10 Tips for Starting a Great Small Business Marketing Newsletter

Setup an Automatic Welcome Email

Whether your website visitors have volunteered their email addresses or they simply signed up for the newsletter during the checkout process of your website’s store, they all deserve a nice welcome aboard for doing so. Having an automatic welcome email send out as soon as they sign up shows your appreciation for their interest and should contain some basic information about what they can expect to receive in your newsletters. You can also encourage them to explore other parts of your website, direct them to your social media pages for discounts or a calendar with upcoming events.

Create a Catchy Subject Line

The subject line needs to be creative, interesting, clever and most importantly, related to the content in the newsletter. Deceiving the reader is a big no-no and can lead to a quick delete. Or worse, the reader unsubscribing. Stay focused on your primary goal, and intrigue the reader to the point where they have an idea of what the email contains, but want to open the email and read the rest to find out the details.

Create and Stick with a Design

Whichever layout you end up using for your newsletters should be the layout you plan on using for most of the year. Keeping a consistent look and feel helps reminder your readers where certain information is typically found. Whether it’s upcoming events, discounts, or featured products the easier it is for your readers to find and use the information they’re looking for – the better. When you’re creating a template to use for the new year, it is a good opportunity to tie in the design of your newsletter with the same colors and fonts as your website and other marketing material.

Make Content Easy to Read

Making sure the content is brief and to the point is important in keeping the readers engaged. Utilizing large headers with easy to ready fonts can help direct the reader find the portion of the newsletter that they are most interested in. Instead of scattering images, try choosing one large image in the header and shake up your font colors or text block backgrounds. Don’t forget to utilize white space and increased line height to make text more legible.

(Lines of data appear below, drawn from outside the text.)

//! File watcher for a single configuration file.
//!
//! Wraps a `notify` watcher registered on exactly one path and runs a
//! background event loop that invokes a callback whenever the file may have
//! changed. The loop calls the callback once eagerly at startup so the file
//! is processed even if no filesystem event ever fires.
//!
//! Editors and config-map volumes often replace the file via rename, which
//! invalidates the OS watch handle. Remove, rename and chmod events therefore
//! re-register the watch before invoking the callback.

use notify::event::ModifyKind;
use notify::{Event, EventKind, RecommendedWatcher, RecursiveMode, Watcher};
use serde_json::json;
use std::path::{Path, PathBuf};
use std::sync::mpsc::{self, Receiver};
use std::sync::{Arc, Mutex, PoisonError};
use std::thread::JoinHandle;

use crate::error::{ConfigError, Result};
use crate::logging::{LogLevel, Logger};
use crate::testutil::CallCounter;

/// Callback invoked with the watched path whenever it may have changed.
pub type OnFileEvent = Arc<dyn Fn(&Path) -> Result<()> + Send + Sync>;

/// The classes of filesystem operation the watcher reacts to.
#[derive(Debug, Clone, Copy, PartialEq, Eq)]
pub enum FileOp {
    Create,
    Write,
    Remove,
    Rename,
    Chmod,
}

impl FileOp {
    /// Map a `notify` event kind to the operation it represents.
    ///
    /// Returns `None` for kinds the watcher ignores (access, other).
    pub fn classify(kind: &EventKind) -> Option<Self> {
        match kind {
            EventKind::Create(_) => Some(FileOp::Create),
            EventKind::Remove(_) => Some(FileOp::Remove),
            EventKind::Modify(ModifyKind::Name(_)) => Some(FileOp::Rename),
            EventKind::Modify(ModifyKind::Metadata(_)) => Some(FileOp::Chmod),
            EventKind::Modify(ModifyKind::Data(_)) | EventKind::Modify(ModifyKind::Any) => {
                Some(FileOp::Write)
            }
            _ => None,
        }
    }

    /// Whether the OS watch handle must be re-registered after this op.
    pub fn invalidates_watch(self) -> bool {
        matches!(self, FileOp::Remove | FileOp::Rename | FileOp::Chmod)
    }

    pub fn as_str(self) -> &'static str {
        match self {
            FileOp::Create => "create",
            FileOp::Write => "write",
            FileOp::Remove => "remove",
            FileOp::Rename => "rename",
            FileOp::Chmod => "chmod",
        }
    }
}

/// Watches one file and invokes a callback on relevant changes.
pub struct FileWatcher {
    path: PathBuf,
    on_file_event: OnFileEvent,
    /// The OS watch handle. `None` once stopped; dropping it closes `events`.
    watcher: Arc<Mutex<Option<RecommendedWatcher>>>,
    /// Taken by the event loop on start.
    events: Mutex<Option<Receiver<notify::Result<Event>>>>,
    handle: Mutex<Option<JoinHandle<()>>>,
    notify_counter: Option<Arc<CallCounter>>,
    logger: Logger,
}

impl FileWatcher {
    /// Create a watcher for `path`. The path is not checked until [`start`].
    ///
    /// [`start`]: FileWatcher::start
    pub fn new<F>(path: impl Into<PathBuf>, on_file_event: F, logger: Logger) -> Result<Self>
    where
        F: Fn(&Path) -> Result<()> + Send + Sync + 'static,
    {
        Self::build(path.into(), Arc::new(on_file_event), None, logger)
    }

    /// Create a watcher whose callback invocations are counted.
    ///
    /// The counter is incremented after every invocation, successful or not,
    /// so tests can wait for N reloads instead of sleeping.
    pub fn new_for_test<F>(
        path: impl Into<PathBuf>,
        on_file_event: F,
        logger: Logger,
    ) -> Result<Self>
    where
        F: Fn(&Path) -> Result<()> + Send + Sync + 'static,
    {
        let counter = Arc::new(CallCounter::new());
        let incr = Arc::clone(&counter);
        let wrapped = move |p: &Path| {
            let res = on_file_event(p);
            incr.incr();
            res
        };
        Self::build(path.into(), Arc::new(wrapped), Some(counter), logger)
    }

    fn build(
        path: PathBuf,
        on_file_event: OnFileEvent,
        notify_counter: Option<Arc<CallCounter>>,
        logger: Logger,
    ) -> Result<Self> {
        let (tx, rx) = mpsc::channel();
        let watcher =
            notify::recommended_watcher(tx).map_err(|source| ConfigError::WatchRegistration {
                path: path.clone(),
                source,
            })?;

        Ok(Self {
            path,
            on_file_event,
            watcher: Arc::new(Mutex::new(Some(watcher))),
            events: Mutex::new(Some(rx)),
            handle: Mutex::new(None),
            notify_counter,
            logger: logger.scoped("watcher"),
        })
    }

    pub fn path(&self) -> &Path {
        &self.path
    }

    /// Counter of callback invocations, present only for test watchers.
    pub fn notify_counter(&self) -> Option<&Arc<CallCounter>> {
        self.notify_counter.as_ref()
    }

    /// Register the watch and spawn the event loop.
    ///
    /// Fails if the path does not exist, if the watch cannot be registered,
    /// or if the watcher was already started or stopped. Errors from the
    /// eager first callback are logged by the loop, never returned here.
    pub fn start(&self) -> Result<()> {
        if !self.path.exists() {
            return Err(ConfigError::PathNotFound {
                path: self.path.clone(),
            });
        }

        let mut events = self.events.lock().unwrap_or_else(PoisonError::into_inner);
        if events.is_none() {
            return Err(ConfigError::AlreadyStarted {
                path: self.path.clone(),
            });
        }

        {
            let mut guard = self.watcher.lock().unwrap_or_else(PoisonError::into_inner);
            let Some(watcher) = guard.as_mut() else {
                return Err(ConfigError::AlreadyStarted {
                    path: self.path.clone(),
                });
            };
            watcher
                .watch(&self.path, RecursiveMode::NonRecursive)
                .map_err(|source| ConfigError::WatchRegistration {
                    path: self.path.clone(),
                    source,
                })?;
        }

        let Some(rx) = events.take() else {
            return Err(ConfigError::AlreadyStarted {
                path: self.path.clone(),
            });
        };

        // Some backends report canonical paths (e.g. /private/var on macOS).
        let mut aliases = vec![self.path.clone()];
        if let Ok(canonical) = self.path.canonicalize()
            && canonical != self.path
        {
            aliases.push(canonical);
        }

        let event_loop = EventLoop {
            path: self.path.clone(),
            aliases,
            on_file_event: Arc::clone(&self.on_file_event),
            watcher: Arc::clone(&self.watcher),
            logger: self.logger.clone(),
        };

        let handle = std::thread::Builder::new()
            .name("config-watcher".to_string())
            .spawn(move || event_loop.run(rx))
            .map_err(ConfigError::ThreadSpawn)?;

        *self.handle.lock().unwrap_or_else(PoisonError::into_inner) = Some(handle);
        self.logger.log_with_data(
            LogLevel::Info,
            "watching config file",
            json!({ "path": self.path.display().to_string() }),
        );
        Ok(())
    }

    /// Close the watch handle and wait for the event loop to exit.
    ///
    /// Safe to call on a watcher that was never started and safe to call
    /// more than once; only the first call performs the shutdown.
    pub fn stop(&self) {
        let watcher = self
            .watcher
            .lock()
            .unwrap_or_else(PoisonError::into_inner)
            .take();
        // Dropping the OS watcher drops the event sender and ends the loop.
        drop(watcher);

        let handle = self
            .handle
            .lock()
            .unwrap_or_else(PoisonError::into_inner)
            .take();
        if let Some(handle) = handle {
            if handle.join().is_err() {
                self.logger.error("config watcher thread panicked");
            }
            self.logger.debug("config watcher stopped");
        }
    }
}

impl Drop for FileWatcher {
    fn drop(&mut self) {
        self.stop();
    }
}

/// State moved into the background thread.
struct EventLoop {
    path: PathBuf,
    aliases: Vec<PathBuf>,
    on_file_event: OnFileEvent,
    watcher: Arc<Mutex<Option<RecommendedWatcher>>>,
    logger: Logger,
}

impl EventLoop {
    fn run(self, events: Receiver<notify::Result<Event>>) {
        // Force the callback once so the file is processed even if no
        // event ever fires. Fail open.
        if let Err(e) = (self.on_file_event)(&self.path) {
            self.warn("initial on_file_event failed", &e.to_string());
        }

        for res in events {
            match res {
                Ok(event) => self.handle_event(event),
                Err(e) => self.warn("error while watching config file", &e.to_string()),
            }
        }

        self.logger.debug("config watcher event channel closed");
    }

    fn handle_event(&self, event: Event) {
        if !event.paths.iter().any(|p| self.aliases.contains(p)) {
            return;
        }

        match FileOp::classify(&event.kind) {
            Some(op) if op.invalidates_watch() => match self.rewatch() {
                Ok(true) => self.dispatch(op),
                Ok(false) => {}
                Err(e) => self.warn("error while resetting watch on config file", &e.to_string()),
            },
            Some(op) => self.dispatch(op),
            None => self.logger.log_with_data(
                LogLevel::Debug,
                "unhandled fs event",
                json!({
                    "path": self.path.display().to_string(),
                    "kind": format!("{:?}", event.kind),
                }),
            ),
        }
    }

    /// Drop the possibly-stale watch and register a fresh one.
    ///
    /// Returns `Ok(false)` when the watcher has been stopped meanwhile.
    fn rewatch(&self) -> Result<bool> {
        let mut guard = self.watcher.lock().unwrap_or_else(PoisonError::into_inner);
        let Some(watcher) = guard.as_mut() else {
            return Ok(false);
        };
        let _ = watcher.unwatch(&self.path);
        watcher
            .watch(&self.path, RecursiveMode::NonRecursive)
            .map_err(|source| ConfigError::WatchRegistration {
                path: self.path.clone(),
                source,
            })?;
        Ok(true)
    }

    fn dispatch(&self, op: FileOp) {
        self.logger.log_with_data(
            LogLevel::Debug,
            "config file changed",
            json!({ "path": self.path.display().to_string(), "op": op.as_str() }),
        );
        if let Err(e) = (self.on_file_event)(&self.path) {
            self.warn("could not load config file", &e.to_string());
        }
    }

    fn warn(&self, message: &str, error: &str) {
        self.logger.log_with_data(
            LogLevel::Warning,
            message,
            json!({ "path": self.path.display().to_string(), "error": error }),
        );
    }
}
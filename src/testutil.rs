//! Synchronization helpers for tests that observe background work.

use std::sync::{Condvar, Mutex, PoisonError};
use std::time::Duration;

/// Counts calls made on one thread and lets other threads block until the
/// count reaches an expected value.
///
/// Production code increments it through an `Option<Arc<CallCounter>>` that
/// is only populated by test constructors.
#[derive(Debug, Default)]
pub struct CallCounter {
    count: Mutex<usize>,
    cond: Condvar,
}

impl CallCounter {
    pub fn new() -> Self {
        Self::default()
    }

    /// Increment the counter and wake every waiter.
    pub fn incr(&self) {
        let mut count = self.count.lock().unwrap_or_else(PoisonError::into_inner);
        *count += 1;
        drop(count);
        self.cond.notify_all();
    }

    /// Current number of recorded calls.
    pub fn count(&self) -> usize {
        *self.count.lock().unwrap_or_else(PoisonError::into_inner)
    }

    /// Block until at least `expected` calls have been recorded.
    pub fn wait(&self, expected: usize) {
        let count = self.count.lock().unwrap_or_else(PoisonError::into_inner);
        let _count = self
            .cond
            .wait_while(count, |n| *n < expected)
            .unwrap_or_else(PoisonError::into_inner);
    }

    /// Like [`CallCounter::wait`] but gives up after `timeout`.
    ///
    /// Returns `true` if the expected count was reached.
    pub fn wait_timeout(&self, expected: usize, timeout: Duration) -> bool {
        let count = self.count.lock().unwrap_or_else(PoisonError::into_inner);
        let (count, _) = self
            .cond
            .wait_timeout_while(count, timeout, |n| *n < expected)
            .unwrap_or_else(PoisonError::into_inner);
        *count >= expected
    }
}
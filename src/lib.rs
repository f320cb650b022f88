//! Config Manager Library
//!
//! File-backed configuration snapshots that refresh themselves when the
//! file changes, with typed memoizing accessors, whitelists and
//! probabilistic feature flags.

pub mod cli;
pub mod client;
pub mod error;
pub mod logging;
pub mod model;
pub mod server;
pub mod testutil;
pub mod watcher;

pub use client::{Client, TestClient};
pub use error::{ConfigError, Result};
pub use logging::Logger;
pub use model::{FileStateManager, StateManager, StateManagerOptions};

Include Social Media Buttons

This is an easy and obvious one. Always include links to your Google Plus, Facebook, and Twitter pages. For your fans that don’t think a monthly newsletter is enough for them, a closer attachment to your business through a social media platform could be the perfect solution.

Follow a Consistent Schedule

Sit down and layout your schedule for when you plan to send each newsletter. Piggyback onto local events and holidays and give yourself enough time in between to write worthwhile content. Over 20% of newsletters get opened within the first hour of delivery, so plan on sending them during hours that your readers are awake, but think about what your readers’ schedules are and what they are doing and adjust your schedule accordingly.

Test Before You Send

All email clients and mobile devices display email differently. Send test emails to some friends or colleagues or use a testing program such as Email on Acid or Litmus, to make sure everything looks and works well.

Measure What Works

Online newsletter services such as MailChimp and Constant Contact are great for providing you with statistical information about each newsletter you send out. Tying the external links (see #6) into your Google Analytics account is even better for seeing what the readers did when they arrived back on your website via the newsletter. Keep an eye on all of this data and what seems to work, but don’t rely on it completely. Practice will help you refine what works for your customers.

Always Have a Call to Action

Without a specific call to action, you are leaving your readers hanging out to dry with no purpose. Every newsletter you send needs to give the readers a clear idea of what they need to do next. An effective call to action can typically be done with two to five words and should include some urgent (not stressful) language. Shop Now, Download the PDF Today, 20% Off This Weekend all clearly state what the next step is for the reader. Lastly, make it easier on your readers by only giving them one clear call to action per newsletter. You can include sub calls to action but make sure it is clear which one is the focal point.

Provide Links and Track Them

Always include links to your website’s homepage, your directions page (if you have a brick and mortar), the contact page, and anything else that could be useful in the event that your reader needs some information fast. Ensure all of these links are tagged correctly with your Google Analytics account to help provide tracking data once users arrive at your website.